In July 2026, it was reported that he was being investigated for potential violations of US tax law.

=== ANSWER Coalition ===
ANSWER (Act Now to Stop War and End Racism), which has some "financial, personal, personnel and ideological" connections to Singham, is a coalition of groups that organize protests against the "Iran war, Israel and US policy".

=== Tricontinental ===
Tricontinental is a Massachusetts-based think-tank, where Neville Roy Singham serves as chairman of the international advisory board and his son, Nate Singham, was a researcher. Tricontinental’s executive director, Vijay Prashad, said that Singham was the "original source" for Tricontinental’s endowment. Tricontinental is now the main arm of the opposition to the United States' efforts to divorce itself from Chinese technology and artificial intelligence research. Prashad is also a member of a CCP-linked think-tank whose leader, Wang Wen, is a member of the CCP’s leading foreign influence arm known as the United Front.

=== Code Pink ===
Code Pink is an activist group founded and formed by Singham's wife Jodie Evans, a former Democratic Party operative, to protest the 2003 invasion of Iraq. Since 2017, approximately a quarter of Code Pink’s donations totaling more than $1.4 million have come from groups linked to Neville Roy Singham. Before Evans's and Singham's partnership, Evans and Code Pink were critics of the human rights violations of the Chinese Communist Party. Post-marriage Evans and her organization have toned down their critical stance towards China and its government. Both Evans and Code Pink have been critical of reports that China is conducting a genocide of its Muslim minority ethnic population. Code Pink activists have denied evidence of forced labor internment camps in Xinjiang. Jodie Evans and other Code Pink members have visited North Korea with the group “Women Cross DMZ."

=== The People's Forum ===
The People's Forum is a Nongovernmental Organization connected to progressive groups and based in New York City. The People’s Forum hosts classes titled “Racial Capitalism” and “Spanish for Social Justice.” CBS News described it as "a left-leaning nonprofit that advocates for causes impacting the working class and other marginalized groups". It is a frequent organizer of protests in the city, including the October 8, 2023, rally "All Out For Palestine." The organization has been accused of supporting Hamas. President of the Government Accountability Institute, Peter Schweizer, has accused The People's Forum of with groups similar to Antifa. The People's Forum has been accused of being connected to the CCP through Neville Roy Singham's financial backing of the organization. Neville Roy Singham's partner Jodie Evans is also listed as a board member of the People's Forum. According to the Free Press, the People's Forum received $20 million from 2017 to 2022 from Singham through a Goldman Sachs Philanthropy Fund. The People's Forum was also active during the racial justice protests of 2020.

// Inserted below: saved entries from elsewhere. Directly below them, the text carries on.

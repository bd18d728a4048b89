//! Emulated UART interface in loopback

use std::collections::VecDeque;
use std::io;
use std::sync::{Arc, Mutex, PoisonError};

use ch347_hid::consts::{CMD_UART_SET_CFG, LEN_PREFIX, MAX_FRAME_LEN, UART_CFG_LEN};
use ch347_hid::{ControlTransport, Transport};

use crate::error::DummyError;

#[derive(Debug, Default)]
struct UartState {
    /// Feature reports received
    configs: Vec<[u8; UART_CFG_LEN]>,
    /// Payloads waiting to be read, one input report each
    rx: VecDeque<Vec<u8>>,
    /// Every payload byte written
    tx: Vec<u8>,
    loopback: bool,
}

/// Emulated CH347 UART HID interface
///
/// Clones share the same line, so one handle can write while another reads
/// from a different thread. In loopback mode (the default) each written frame
/// comes back as one input report.
#[derive(Debug, Clone)]
pub struct DummyUart {
    state: Arc<Mutex<UartState>>,
}

impl Default for DummyUart {
    fn default() -> Self {
        Self::new()
    }
}

impl DummyUart {
    /// Create a UART in loopback mode
    pub fn new() -> Self {
        Self {
            state: Arc::new(Mutex::new(UartState {
                loopback: true,
                ..UartState::default()
            })),
        }
    }

    /// Create a UART that only delivers injected data
    pub fn without_loopback() -> Self {
        let uart = Self::new();
        uart.state().loopback = false;
        uart
    }

    /// Queue `data` as one incoming input report
    pub fn inject(&self, data: &[u8]) {
        self.state().rx.push_back(data.to_vec());
    }

    /// Every payload byte written so far
    pub fn sent(&self) -> Vec<u8> {
        self.state().tx.clone()
    }

    /// Configuration reports received so far
    pub fn configs(&self) -> Vec<[u8; UART_CFG_LEN]> {
        self.state().configs.clone()
    }

    fn state(&self) -> std::sync::MutexGuard<'_, UartState> {
        self.state.lock().unwrap_or_else(PoisonError::into_inner)
    }
}

impl Transport for DummyUart {
    fn write(&mut self, frame: &[u8]) -> io::Result<usize> {
        if frame.len() < LEN_PREFIX {
            return Err(DummyError::ShortFrame { len: frame.len() }.into());
        }
        if frame.len() > MAX_FRAME_LEN {
            return Err(DummyError::Oversized(frame.len()).into());
        }
        let announced = u16::from_le_bytes([frame[0], frame[1]]) as usize;
        let payload = &frame[LEN_PREFIX..];
        if announced != payload.len() {
            return Err(DummyError::LengthMismatch {
                announced,
                actual: payload.len(),
            }
            .into());
        }

        let mut state = self.state();
        state.tx.extend_from_slice(payload);
        if state.loopback {
            state.rx.push_back(payload.to_vec());
        }
        Ok(frame.len())
    }

    /// Copies as much of the next report as fits; the length prefix always
    /// announces the full payload. Returns 0 when nothing is pending.
    fn read(&mut self, buf: &mut [u8]) -> io::Result<usize> {
        let Some(payload) = self.state().rx.pop_front() else {
            return Ok(0);
        };

        let mut report = (payload.len() as u16).to_le_bytes().to_vec();
        report.extend_from_slice(&payload);
        let n = report.len().min(buf.len());
        buf[..n].copy_from_slice(&report[..n]);
        Ok(n)
    }
}

impl ControlTransport for DummyUart {
    fn send_control_report(&mut self, report: &[u8]) -> io::Result<usize> {
        let config: [u8; UART_CFG_LEN] = report
            .try_into()
            .map_err(|_| DummyError::ShortFrame { len: report.len() })?;
        if config[0] != CMD_UART_SET_CFG {
            return Err(DummyError::UnknownCommand(config[0]).into());
        }
        self.state().configs.push(config);
        Ok(report.len())
    }
}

BreakThrough News, which is a digital media outlet that has received funding from the People’s Forum, operates out of the same building and has an overlap in staff with the organization. It is alleged to have a pro-Palestine and pro-CCP point of view in its programming.

=== Party for Socialism and Liberation ===
According to Fergie Chambers, the Party for Socialism and Liberation is a central component of Singham's organized network of non-profits and coalitions. Donations to the Party of Socialism and Liberation are processed through its official newsletter, Liberation News. Over the past several years, the PSL has established more than a dozen "Liberation Centers" in multiple American cities. These centers operate as hubs for protest coordination and organizing efforts. Chambers accused Singham's organisation of trying unsuccessfully to dissuade Palestine Action US from taking direct action against the Israeli defence firm Elbit Systems. The PSL is alleged to have ties to the Chinese Communist Party.

== Personal life ==
Singham lives in Shanghai, China. He is married to Code Pink co-founder Jodie Evans, who has become pro-China after marrying Singham in 2017. Singham has also become a major donor to Code Pink, with organizations from his network providing around a quarter of the budget.

His son Nathan Singham works for the Tricontinental: Institute for Social Research, which he funds.